EU Return Hubs 2026: why the German-Dutch model needs an integration contract

In recent months, a clear policy direction has taken shape across parts of Europe: the externalisation of migration management through the creation of return hubs in third countries. A coalition including Germany, the Netherlands, Austria, Denmark and Greece is actively pursuing this strategy, exploring agreements with countries such as Rwanda, Uganda and Tunisia. Italy’s arrangement with Albania has already shown that what was once politically controversial is now becoming operational.

For a UK audience, this debate resonates immediately. It sits alongside ongoing discussions about offshore processing, third-country arrangements and the balance between migration control and legal accountability. The UK’s own experience—particularly with proposals involving Rwanda—has highlighted how difficult it is to reconcile enforcement with the rule of law.

The European approach risks falling into the same structural trap.

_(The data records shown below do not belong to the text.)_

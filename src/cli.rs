use anyhow::Result;
use clap::Parser;
use serde::{Deserialize, Serialize};
use std::path::PathBuf;

use crate::model::{
  DeliveryConfig, Granularity, InputMode, Layout, OutputDestination, OutputFormat, RenderConfig, UploadTarget,
};
use crate::render::Assets;
use crate::upload::DEFAULT_UPLOAD_URL;
use crate::util;

#[derive(Parser, Debug)]
#[command(
    name = "diff2html",
    version,
    about = "Render git diffs as pretty HTML or JSON, preview them, or share them on diffy.org",
    override_usage = "diff2html [OPTIONS] [-- <DIFF_ARGS>...]",
    after_help = "Examples:\n  diff2html -s line -f html -d word -i command -o preview -- -M HEAD~1\n  diff2html -i file -- my-file-diff.diff\n  diff2html -f json -o stdout -- -M HEAD~1\n  diff2html -F my-pretty-diff.html -- -M HEAD~1\n  diff2html -u print -- -M HEAD~1",
    long_about = None
)]
pub struct Cli {
  /// Output style
  #[arg(short = 's', long, value_enum, default_value_t = Layout::Line)]
  pub style: Layout,

  /// Output format
  #[arg(short = 'f', long, value_enum, default_value_t = OutputFormat::Html)]
  pub format: OutputFormat,

  /// Diff style (intra-line comparison granularity)
  #[arg(short = 'd', long, value_enum, default_value_t = Granularity::Word)]
  pub diff: Granularity,

  /// Diff input source
  #[arg(short = 'i', long, value_enum, default_value_t = InputMode::Command)]
  pub input: InputMode,

  /// Output destination
  #[arg(short = 'o', long, value_enum, default_value_t = OutputDestination::Preview)]
  pub output: OutputDestination,

  /// Upload to diffy.org and then open, copy, or print the link
  #[arg(short = 'u', long, value_enum)]
  pub diffy: Option<UploadTarget>,

  /// Send output to file (overrides output option)
  #[arg(short = 'F', long)]
  pub file: Option<PathBuf>,

  /// Repository the diff command runs in
  #[arg(long, default_value = ".")]
  pub repo: PathBuf,

  /// Directory holding template.html and diff2html.css (default: built-in copies)
  #[arg(long, env = "DIFF2HTML_ASSETS_DIR")]
  pub assets_dir: Option<PathBuf>,

  /// Command used to open previews and links (default: platform opener)
  #[arg(long, env = "DIFF2HTML_OPENER")]
  pub opener: Option<String>,

  /// Command that reads the link on stdin into the clipboard (default: platform clipboard tool)
  #[arg(long, env = "DIFF2HTML_CLIPBOARD")]
  pub clipboard: Option<String>,

  /// Paste service endpoint
  #[arg(long, env = "DIFF2HTML_UPLOAD_URL", default_value = DEFAULT_UPLOAD_URL, hide = true)]
  pub upload_url: String,

  /// Increase log verbosity (-v debug, -vv trace); RUST_LOG wins when set
  #[arg(short = 'v', long, action = clap::ArgAction::Count)]
  pub verbose: u8,

  /// Emit a troff man page to stdout (internal; for packaging)
  #[arg(long, hide = true)]
  pub gen_man: bool,

  /// Arguments for `git diff` (command input) or the diff file path (file input)
  #[arg(value_name = "DIFF_ARGS", trailing_var_arg = true, allow_hyphen_values = true)]
  pub diff_args: Vec<String>,
}

#[derive(Debug, Clone, Serialize, Deserialize)]
pub struct EffectiveConfig {
  pub repo: PathBuf,
  pub input: InputMode,
  pub diff_args: Vec<String>,
  pub render: RenderConfig,
  pub delivery: DeliveryConfig,
  pub assets: Assets,
  pub preview_dir: PathBuf,
  pub opener: Vec<String>,
  pub clipboard: Vec<String>,
  pub upload_url: String,
}

pub fn normalize(cli: Cli) -> Result<EffectiveConfig> {
  let opener = match cli.opener.as_deref() {
    Some(line) => util::parse_command_line(line)?,
    None => util::default_opener(),
  };
  let clipboard = match cli.clipboard.as_deref() {
    Some(line) => util::parse_command_line(line)?,
    None => util::default_clipboard(),
  };
  let assets = cli.assets_dir.map(Assets::in_dir).unwrap_or(Assets::Embedded);

  Ok(EffectiveConfig {
    repo: cli.repo,
    input: cli.input,
    diff_args: cli.diff_args,
    render: RenderConfig { granularity: cli.diff, layout: cli.style, format: cli.format },
    delivery: DeliveryConfig { destination: cli.output, file_path: cli.file, upload_target: cli.diffy },
    assets,
    preview_dir: std::env::temp_dir(),
    opener,
    clipboard,
    upload_url: cli.upload_url,
  })
}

Return hubs are inherently reactive. They intervene only at the final stage, when an individual has already fallen into irregular status or is subject to removal. In effect, they manage the outcome of a system that has already failed. What they do not provide is a mechanism to prevent that failure.

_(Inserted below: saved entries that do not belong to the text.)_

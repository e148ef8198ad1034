//! test-support: helpers for robust, nextest-friendly diff2html tests.
//!
//! Add as a dev-dependency in your top-level `Cargo.toml`:
//!
//! ```toml
//! [dev-dependencies]
//! test_support = { path = "tests/support", features = ["tokio"] }
//! ```
//!
//! Then in tests:
//! ```rust
//! use test_support::{init_tracing, fixtures_dir};
//!
//! #[test]
//! fn example() {
//!   init_tracing();
//!   let _root = fixtures_dir();
//! }
//! ```

use once_cell::sync::Lazy;
use tracing_subscriber::{fmt, EnvFilter};

use std::path::{Path, PathBuf};
use std::process::Command;

/// Initialize `tracing` once, honoring `RUST_LOG` and writing via the test writer.
///
/// Safe to call from multiple tests; only the first call configures the global subscriber.
pub fn init_tracing() {
  static INIT: Lazy<()> = Lazy::new(|| {
    let filter = EnvFilter::try_from_default_env()
      .or_else(|_| EnvFilter::try_new("warn,test=info"))
      .unwrap();
    let _ = fmt().with_env_filter(filter).with_test_writer().try_init();
  });
  Lazy::force(&INIT);
}

/// Return the path to the repository's `tests/fixtures` directory.
pub fn fixtures_dir() -> PathBuf {
  PathBuf::from(env!("CARGO_MANIFEST_DIR"))
    .parent()
    .map(Path::to_path_buf)
    .unwrap_or_default()
    .join("fixtures")
}

/// Create a temp directory that deletes on drop.
pub fn tempdir() -> tempfile::TempDir {
  tempfile::tempdir().expect("create tempdir")
}

/// Run a binary target with `assert_cmd`, returning the ready-to-run `Command`.
///
/// Viewer and clipboard commands default to `true` so no test ever pops a window;
/// call `.env(...)` afterwards to override.
pub fn cmd_bin(bin: &str) -> assert_cmd::Command {
  init_tracing();
  let mut cmd = assert_cmd::Command::cargo_bin(bin).expect("binary target not found");
  cmd.env("DIFF2HTML_OPENER", "true").env("DIFF2HTML_CLIPBOARD", "true").env_remove("RUST_LOG");
  cmd
}

pub fn run(repo: &Path, args: &[&str]) {
  let status = Command::new("git").args(args).current_dir(repo).status().unwrap();
  assert!(status.success(), "git {:?} failed", args);
}

fn commit(repo: &Path, message: &str, date: &str) {
  let status = Command::new("git")
    .args(["commit", "-q", "-m", message])
    .current_dir(repo)
    .env("GIT_AUTHOR_DATE", date)
    .env("GIT_COMMITTER_DATE", date)
    .status()
    .unwrap();
  assert!(status.success());
}

/// Two-commit repo: HEAD changes `hello.txt` from "hello world" to "hello rust".
pub fn init_fixture_repo() -> tempfile::TempDir {
  let dir = tempdir();

  run(dir.path(), &["init", "-q", "-b", "main"]);
  run(dir.path(), &["config", "user.name", "Fixture Bot"]);
  run(dir.path(), &["config", "user.email", "fixture@example.com"]);
  run(dir.path(), &["config", "commit.gpgsign", "false"]);

  std::fs::write(dir.path().join("hello.txt"), "hello world\n").unwrap();
  run(dir.path(), &["add", "."]);
  commit(dir.path(), "feat: add greeting", "2025-08-12T14:03:00");

  std::fs::write(dir.path().join("hello.txt"), "hello rust\n").unwrap();
  run(dir.path(), &["add", "."]);
  commit(dir.path(), "chore: greet rust", "2025-08-13T09:12:00");

  dir
}

// --- Optional paste-service mock (feature = "tokio") ---

#[cfg(feature = "tokio")]
pub use diffy::DiffyMock;

#[cfg(feature = "tokio")]
mod diffy {
  use wiremock::matchers::{header_regex, method, path};
  use wiremock::{Mock, MockServer, ResponseTemplate};

  pub const UPLOAD_PATH: &str = "/api/new";

  /// Stand-in for the paste service: answers form POSTs on `/api/new` with a fixed
  /// status and body. Anything else gets wiremock's default 404.
  ///
  /// The binary under test is synchronous, so the mock owns its own runtime and
  /// exposes blocking accessors.
  pub struct DiffyMock {
    runtime: tokio::runtime::Runtime,
    server: MockServer,
  }

  impl DiffyMock {
    pub fn start(status: u16, body: &str) -> Self {
      let runtime = tokio::runtime::Builder::new_multi_thread()
        .worker_threads(1)
        .enable_all()
        .build()
        .expect("tokio runtime");

      let server = runtime.block_on(async {
        let server = MockServer::start().await;
        Mock::given(method("POST"))
          .and(path(UPLOAD_PATH))
          .and(header_regex("content-type", "^application/x-www-form-urlencoded"))
          .respond_with(ResponseTemplate::new(status).set_body_raw(body.to_string(), "application/json"))
          .mount(&server)
          .await;
        server
      });

      Self { runtime, server }
    }

    /// Endpoint to pass as `--upload-url`.
    pub fn url(&self) -> String {
      format!("{}{}", self.server.uri(), UPLOAD_PATH)
    }

    /// Bodies of every request the mock received, in arrival order.
    pub fn received_bodies(&self) -> Vec<String> {
      self
        .runtime
        .block_on(self.server.received_requests())
        .unwrap_or_default()
        .into_iter()
        .map(|req| String::from_utf8_lossy(&req.body).into_owned())
        .collect()
    }

    /// Requests that hit the upload route with the expected method and path.
    pub fn upload_count(&self) -> usize {
      self
        .runtime
        .block_on(self.server.received_requests())
        .unwrap_or_default()
        .iter()
        .filter(|req| req.method.as_str() == "POST" && req.url.path() == UPLOAD_PATH)
        .count()
    }
  }
}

This exposes three fundamental weaknesses.

First, a systemic inefficiency. Without a prior framework to assess integration, the system lacks any meaningful differentiation. Individuals with very different trajectories—those who are integrated and those who are not—are treated within the same enforcement logic.

Second, high political and financial costs. Offshore arrangements require complex bilateral agreements, ongoing funding and a degree of geopolitical stability that cannot be taken for granted. As the UK experience has shown, such models are both expensive and politically contentious.

Third, and most critically, a legal vulnerability. Concerns have already been raised about the risk of creating “legal black holes”—spaces where access to justice is limited and procedural safeguards are weakened. In a European context bound by the European Convention on Human Rights, this is not a marginal issue but a central one.

The core problem is therefore not the existence of return hubs as such, but the absence of a coherent legal framework in which they operate.

They answer the question of how to remove, but not how to govern presence.

This is where the Italian model offers a different perspective.

Italy already has a legal instrument that introduces a preventive logic: the integration contract, established by Presidential Decree No. 179 of 2011. This mechanism shifts the focus from a one-off decision on residence to an ongoing evaluation of integration.

It is based on clear, verifiable criteria: employment, language proficiency and compliance with the law. These are objective indicators that can be assessed over time, allowing the right to remain to be linked to a continuous and demonstrable integration pathway.

For a UK audience, this may be understood as a form of conditional residence grounded not only in entry criteria, but in sustained compliance over time.

If applied at a European level, such a mechanism would fundamentally reshape the role of return hubs. They would no longer function as emergency tools deployed after systemic breakdown, but as the final step in a structured and transparent process.

This would also address a key criticism: the lack of clear standards. A system based on periodic verification reduces arbitrariness and strengthens legal certainty, ensuring that decisions are grounded in measurable factors.

The UK debate has long been framed around control versus compassion. What is often missing is a third dimension: verification.

Without a mechanism to assess integration over time, enforcement tools alone cannot produce a stable system.

With it, they can.

The real issue is not where individuals should be relocated outside Europe.

The real issue is how the right to remain is defined, measured and maintained within it.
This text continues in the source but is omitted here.